Alzheimer's disease (AD) is a typical protein-misfolding disease. Aggregation of amyloid β-peptide (Aβ) plays a key role in the etiology of AD. The misfolding of Aβ results in the formation of β-sheet-rich aggregates and damages the function of neurons. A modified polyoxometalate (POM), [CoL(H2O)]2[CoL]2[HAsVMoV6MoVI6O40] [CAM, L = 2-(1 H-pyrazol-3-yl)pyridine], was designed to disaggregate the Aβ aggregates, where L acts as an Aβ-targeting group and POM as a conformational modulator. X-ray crystallography shows that CAM is composed of a ε-Keggin unit and four coordination units. CAM can disaggregate the β-sheet-rich fibrils and metal-induced or self-aggregated Aβ aggregates, and it further inhibits the production of ROS; as a result, it can protect the neurons from synaptic toxicity induced by Zn2+- or Cu2+-Aβ aggregates or Aβ self-aggregation.
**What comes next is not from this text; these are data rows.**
/// Moves one episode through Clear -> Warned -> Breached and back,
/// returning a severity only on transitions that deserve an alert.
fn transition(
    episodes: &DashMap<EpisodeKey, Episode>,
    key: EpisodeKey,
    value: f64,
    warning: f64,
    critical: f64,
) -> Option<AlertSeverity> {
    let prev = episodes
        .get(&key)
        .map(|e| *e.value())
        .unwrap_or(Episode::Clear);
    if value >= critical {
        episodes.insert(key, Episode::Breached);
        (prev != Episode::Breached).then_some(AlertSeverity::Critical)
    } else if value >= warning {
        // an open breach only closes below the warning boundary
        if prev == Episode::Clear {
            episodes.insert(key, Episode::Warned);
            Some(AlertSeverity::Warning)
        } else {
            None
        }
    } else {
        if prev != Episode::Clear {
            episodes.insert(key, Episode::Clear);
        }
        None
    }
}

fn ordered_pair(a: &str, b: &str) -> (StrategyId, StrategyId) {
    if a <= b {
        (a.to_string(), b.to_string())
    } else {
        (b.to_string(), a.to_string())
    }
}

fn drawdown_fraction(peak: Decimal, current: Decimal) -> f64 {
    if peak <= Decimal::ZERO || current >= peak {
        return 0.0;
    }
    ((peak - current) / peak).to_f64().unwrap_or(0.0)
}

fn fraction(value: Decimal, base: Decimal) -> f64 {
    if base <= Decimal::ZERO {
        return 0.0;
    }
    (value / base).to_f64().unwrap_or(0.0)
}

fn var_or_zero(returns: &[f64], confidence: f64, min_samples: usize) -> f64 {
    if returns.len() < min_samples {
        return 0.0;
    }
    value_at_risk(returns, confidence).unwrap_or(0.0)
}

fn shortfall_or_zero(returns: &[f64], confidence: f64, min_samples: usize) -> f64 {
    if returns.len() < min_samples {
        return 0.0;
    }
    expected_shortfall(returns, confidence).unwrap_or(0.0)
}
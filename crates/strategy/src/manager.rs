use std::cmp::Reverse;
use std::collections::{BTreeMap, HashSet, VecDeque};
use std::sync::{Arc, Mutex};

use chrono::Duration;
use dashmap::DashMap;
use dashmap::mapref::entry::Entry;
use log::{debug, info, warn};
use priority_queue::PriorityQueue;
use proteus_analyzer::SnapshotHandle;
use proteus_core::{StrategyId, Timestamp};
use proteus_patterns::DetectedPattern;
use proteus_ports::Clock;
use rust_decimal::Decimal;
use uuid::Uuid;

use crate::config::StrategyManagerConfig;
use crate::error::{RuleFault, StrategyError, StrategyResult};
use crate::model::{AdaptiveStrategy, RiskLimits, StrategyConfig};
use crate::record::{AdaptationRecord, AdaptationReport, ParameterAdjustment, RuleFailure};

/// Signal accumulated for a rate-limited strategy, deduplicated by
/// pattern id until the next eligible tick.
#[derive(Debug, Default)]
struct PendingSignal {
    patterns: Vec<DetectedPattern>,
    seen: HashSet<Uuid>,
}

impl PendingSignal {
    fn absorb(&mut self, pattern: DetectedPattern) {
        if self.seen.insert(pattern.id) {
            self.patterns.push(pattern);
        }
    }
}

/// The strategy arena and adaptation engine.
///
/// Entries lock individually: independent strategies adapt in parallel,
/// while two adaptation paths for the same strategy serialize on its
/// arena entry. Cheap to clone, all state is shared.
#[derive(Clone)]
pub struct StrategyManager {
    config: StrategyManagerConfig,
    clock: Arc<dyn Clock>,
    strategies: Arc<DashMap<StrategyId, AdaptiveStrategy>>,
    pending: Arc<DashMap<StrategyId, PendingSignal>>,
    /// Deferred strategies keyed by eligibility time, earliest first
    queue: Arc<Mutex<PriorityQueue<StrategyId, Reverse<Timestamp>>>>,
    history: Arc<Mutex<VecDeque<AdaptationRecord>>>,
    snapshots: SnapshotHandle,
}

impl StrategyManager {
    pub fn new(
        config: StrategyManagerConfig,
        clock: Arc<dyn Clock>,
        snapshots: SnapshotHandle,
    ) -> Self {
        Self {
            config,
            clock,
            strategies: Arc::new(DashMap::new()),
            pending: Arc::new(DashMap::new()),
            queue: Arc::new(Mutex::new(PriorityQueue::new())),
            history: Arc::new(Mutex::new(VecDeque::new())),
            snapshots,
        }
    }

    pub fn register(&self, config: StrategyConfig) -> StrategyResult<()> {
        let now = self.clock.now();
        match self.strategies.entry(config.strategy_id.clone()) {
            Entry::Occupied(_) => Err(StrategyError::DuplicateStrategy(config.strategy_id)),
            Entry::Vacant(slot) => {
                info!(
                    "[ADAPT] Registered strategy {} ({}) on {} {}",
                    config.strategy_id,
                    config.kind,
                    config.asset,
                    config.timeframe.as_str()
                );
                slot.insert(AdaptiveStrategy::from_config(config, now));
                Ok(())
            }
        }
    }

    pub fn get(&self, strategy_id: &str) -> Option<AdaptiveStrategy> {
        self.strategies.get(strategy_id).map(|e| e.value().clone())
    }

    pub fn strategy_ids(&self) -> Vec<StrategyId> {
        self.strategies.iter().map(|e| e.key().clone()).collect()
    }

    pub fn len(&self) -> usize {
        self.strategies.len()
    }

    pub fn is_empty(&self) -> bool {
        self.strategies.is_empty()
    }

    /// Position-size cap the gate enforces for this strategy right now.
    pub fn live_max_position_size(&self, strategy_id: &str) -> StrategyResult<Decimal> {
        self.strategies
            .get(strategy_id)
            .map(|s| s.live_max_position_size())
            .ok_or_else(|| StrategyError::UnknownStrategy(strategy_id.to_string()))
    }

    /// Runs one adaptation round over the given patterns.
    ///
    /// Per strategy: filter patterns to the mandate and the confidence
    /// threshold, then either apply immediately or, when the strategy
    /// adapted less than `update_frequency` ago, queue the signal for
    /// `process_pending`. Rule faults are isolated into the report.
    pub fn adapt(&self, patterns: &[DetectedPattern]) -> AdaptationReport {
        let mut report = AdaptationReport::default();
        if patterns.is_empty() {
            return report;
        }
        let now = self.clock.now();
        for id in self.strategy_ids() {
            let Some(mut entry) = self.strategies.get_mut(&id) else {
                continue;
            };
            let strategy = entry.value_mut();
            let matching: Vec<&DetectedPattern> = patterns
                .iter()
                .filter(|p| {
                    strategy.matches(p) && p.confidence >= self.config.confidence_threshold
                })
                .collect();
            if matching.is_empty() {
                continue;
            }

            if let Some(eligible_at) = self.next_eligible(strategy, now) {
                let mut signal = PendingSignal::default();
                for pattern in &matching {
                    signal.absorb((*pattern).clone());
                }
                self.defer(&id, signal, eligible_at);
                debug!(
                    "[ADAPT] {id} rate limited, signal deferred until {eligible_at}"
                );
                report.deferred.push(id);
                continue;
            }

            // fold in anything deferred earlier, oldest signal first
            let mut batch = PendingSignal::default();
            if let Some((_, pending)) = self.pending.remove(&id) {
                for pattern in pending.patterns {
                    batch.absorb(pattern);
                }
            }
            for pattern in matching {
                batch.absorb(pattern.clone());
            }
            self.apply(strategy, &batch.patterns, now, &mut report);
        }
        report
    }

    /// Applies deferred adaptations whose eligibility time has arrived.
    pub fn process_pending(&self) -> AdaptationReport {
        let now = self.clock.now();
        let mut due: Vec<StrategyId> = Vec::new();
        {
            let mut queue = self.queue.lock().unwrap_or_else(|e| e.into_inner());
            while let Some((_, Reverse(at))) = queue.peek() {
                if *at > now {
                    break;
                }
                if let Some((id, _)) = queue.pop() {
                    due.push(id);
                }
            }
        }

        let mut report = AdaptationReport::default();
        for id in due {
            let Some((_, pending)) = self.pending.remove(&id) else {
                continue;
            };
            let Some(mut entry) = self.strategies.get_mut(&id) else {
                continue;
            };
            let strategy = entry.value_mut();
            // another path may have adapted since this was queued
            if let Some(eligible_at) = self.next_eligible(strategy, now) {
                self.defer(&id, pending, eligible_at);
                report.deferred.push(id);
                continue;
            }
            self.apply(strategy, &pending.patterns, now, &mut report);
        }
        report
    }

    /// Most-recent-first slice of the adaptation history.
    pub fn history(&self, limit: usize) -> Vec<AdaptationRecord> {
        let history = self.history.lock().unwrap_or_else(|e| e.into_inner());
        history.iter().rev().take(limit).cloned().collect()
    }

    /// Strategies with queued signal awaiting eligibility.
    pub fn pending_strategies(&self) -> Vec<StrategyId> {
        self.pending.iter().map(|e| e.key().clone()).collect()
    }

    /// Time the strategy next becomes eligible, when rate limited.
    fn next_eligible(&self, strategy: &AdaptiveStrategy, now: Timestamp) -> Option<Timestamp> {
        let last = strategy.last_adapted_at?;
        let eligible_at = last + Duration::seconds(self.config.update_frequency_secs);
        (eligible_at > now).then_some(eligible_at)
    }

    fn defer(&self, strategy_id: &str, signal: PendingSignal, eligible_at: Timestamp) {
        match self.pending.entry(strategy_id.to_string()) {
            Entry::Occupied(mut slot) => {
                let existing = slot.get_mut();
                for pattern in signal.patterns {
                    existing.absorb(pattern);
                }
            }
            Entry::Vacant(slot) => {
                slot.insert(signal);
            }
        }
        let mut queue = self.queue.lock().unwrap_or_else(|e| e.into_inner());
        queue.push(strategy_id.to_string(), Reverse(eligible_at));
    }

    /// Evaluates every rule against every pattern in the batch, sums the
    /// scaled deltas per parameter, applies them under the clamps, and
    /// records the adaptation. Runs under the strategy's entry lock.
    fn apply(
        &self,
        strategy: &mut AdaptiveStrategy,
        patterns: &[DetectedPattern],
        now: Timestamp,
        report: &mut AdaptationReport,
    ) {
        let snapshot = self.snapshots.get(&strategy.strategy_id);
        let mut requested: BTreeMap<String, f64> = BTreeMap::new();
        let mut pattern_ids: Vec<Uuid> = Vec::new();

        for pattern in patterns {
            let mut contributed = false;
            for rule in &strategy.rules {
                match rule.fires(pattern, snapshot.as_ref()) {
                    Ok(false) => {}
                    Ok(true) => {
                        let unknown = rule
                            .deltas
                            .iter()
                            .find(|d| !strategy.current_parameters.contains_key(&d.parameter));
                        if let Some(bad) = unknown {
                            self.fail_rule(
                                strategy,
                                rule.name.clone(),
                                RuleFault::UnknownParameter(bad.parameter.clone()),
                                report,
                            );
                            continue;
                        }
                        for delta in &rule.deltas {
                            let scaled =
                                delta.delta * self.config.learning_rate * pattern.strength;
                            *requested.entry(delta.parameter.clone()).or_insert(0.0) += scaled;
                        }
                        contributed = true;
                    }
                    Err(fault) => {
                        self.fail_rule(strategy, rule.name.clone(), fault, report);
                    }
                }
            }
            if contributed {
                pattern_ids.push(pattern.id);
            }
        }

        if requested.is_empty() {
            return;
        }

        let mut adjustments = Vec::with_capacity(requested.len());
        let mut any_clamped = false;
        for (parameter, requested_delta) in requested {
            let Some(&current) = strategy.current_parameters.get(&parameter) else {
                continue;
            };
            let target = current + requested_delta;
            let base = strategy
                .base_parameters
                .get(&parameter)
                .copied()
                .unwrap_or(current);
            let applied = clamp_parameter(
                &parameter,
                target,
                base,
                &strategy.risk_limits,
                self.config.max_drift_fraction,
            );
            let clamped = applied != target;
            if clamped {
                any_clamped = true;
                warn!(
                    "[ADAPT] {} parameter {} clamped from {:.6} to {:.6}",
                    strategy.strategy_id, parameter, target, applied
                );
            }
            strategy.current_parameters.insert(parameter.clone(), applied);
            adjustments.push(ParameterAdjustment {
                parameter,
                requested_delta,
                applied_delta: applied - current,
                clamped,
            });
        }

        strategy.last_adapted_at = Some(now);
        let record = AdaptationRecord {
            record_id: Uuid::new_v4(),
            strategy_id: strategy.strategy_id.clone(),
            timestamp: now,
            pattern_ids,
            adjustments,
            clamped: any_clamped,
            snapshot,
        };
        info!(
            "[ADAPT] Adapted {} ({} adjustment(s), {} pattern(s), clamped: {})",
            record.strategy_id,
            record.adjustments.len(),
            record.pattern_ids.len(),
            record.clamped
        );
        self.push_history(record.clone());
        report.applied.push(record);
    }

    fn fail_rule(
        &self,
        strategy: &AdaptiveStrategy,
        rule: String,
        fault: RuleFault,
        report: &mut AdaptationReport,
    ) {
        warn!(
            "[ADAPT] Rule '{}' failed for {}: {fault}",
            rule, strategy.strategy_id
        );
        report.failures.push(RuleFailure {
            strategy_id: strategy.strategy_id.clone(),
            rule,
            fault,
        });
    }

    fn push_history(&self, record: AdaptationRecord) {
        let mut history = self.history.lock().unwrap_or_else(|e| e.into_inner());
        history.push_back(record);
        while history.len() > self.config.history_limit {
            history.pop_front();
        }
    }
}

/// Drift band first, risk bound last so the limit invariant always wins.
/// Parameters with a zero base have no meaningful band and skip it.
fn clamp_parameter(
    parameter: &str,
    target: f64,
    base: f64,
    limits: &RiskLimits,
    max_drift_fraction: f64,
) -> f64 {
    let mut value = target;
    if base != 0.0 {
        let half_band = base.abs() * max_drift_fraction;
        value = value.clamp(base - half_band, base + half_band);
    }
    limits.clamp(parameter, value)
}
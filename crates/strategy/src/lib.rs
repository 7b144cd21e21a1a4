//! Proteus Strategy Manager / Adaptation Engine
//!
//! Owns the set of adaptive strategies and turns detected market patterns
//! into bounded parameter adjustments:
//! - Strategy arena with per-entry locking (independent strategies adapt
//!   in parallel, writes to one strategy never interleave)
//! - Rule interpreter: closed comparator expressions over pattern
//!   characteristics and published performance snapshots
//! - Deltas scaled by learning rate and pattern strength, clamped into
//!   risk limits and a drift band around the base value
//! - Rate limiting with a deferred-signal queue ordered by eligibility
//!   time (early requests queue, they are never dropped)
//! - Append-only adaptation history in a bounded FIFO
//!
//! The engine reads performance through the analyzer's snapshot handle;
//! it never holds references back into the analyzer.

pub mod config;
pub mod error;
pub mod manager;
pub mod model;
pub mod record;
pub mod rules;

pub use config::StrategyManagerConfig;
pub use error::{RuleFault, StrategyError, StrategyResult};
pub use manager::StrategyManager;
pub use model::{
    AdaptiveStrategy, PerformanceTargets, RiskLimits, StrategyConfig, StrategyKind, params,
};
pub use record::{AdaptationRecord, AdaptationReport, ParameterAdjustment, RuleFailure};
pub use rules::{AdaptationRule, MetricField, Observable, ParameterDelta, RuleCondition};
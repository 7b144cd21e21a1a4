use thiserror::Error;

/// Why a single rule could not be evaluated. Faults are isolated: the
/// failing rule is skipped, everything else proceeds.
#[derive(Debug, Error, Clone, PartialEq, Eq)]
pub enum RuleFault {
    #[error("unknown characteristic '{0}'")]
    UnknownCharacteristic(String),

    #[error("unknown parameter '{0}'")]
    UnknownParameter(String),

    #[error("no published performance snapshot")]
    MissingSnapshot,
}

#[derive(Debug, Error, Clone, PartialEq, Eq)]
pub enum StrategyError {
    #[error("Duplicate strategy: {0}")]
    DuplicateStrategy(String),

    #[error("Unknown strategy: {0}")]
    UnknownStrategy(String),

    #[error("Rule '{rule}' failed for {strategy_id}: {fault}")]
    RuleEvaluation {
        strategy_id: String,
        rule: String,
        fault: RuleFault,
    },
}

pub type StrategyResult<T> = std::result::Result<T, StrategyError>;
The mechanism of disaggregation involves a transformation of Aβ conformation from β-sheet to other conformers. The nature of the process is an interference of the β-sheet conformation by CAM via hydrogen bonding. CAM specifically interacts with Aβ aggregates but does not disturb the cerebral metal homeostasis and enzymatic systems. Molecular simulation suggests that the appropriate size of CAM and the cavity of β-sheets facilitate the interaction between CAM and Aβ aggregates; additionally, the H-bonding-favored amino acid residues in the cavity provide a precondition for the interaction. Moreover, CAM is lipophilic and capable of penetrating the blood-brain barrier, and it is metabolizable without causing an untoward effect to mice at high dosages. In view of the significant inhibitory effect on the Aβ aggregation and related neurotoxicity, CAM represents a new type of leading compounds with a distinctive mechanism of action for the treatment of Alzheimer' disease. The conception of this study may be applied to other protein-misfolding diseases caused by conformational changes.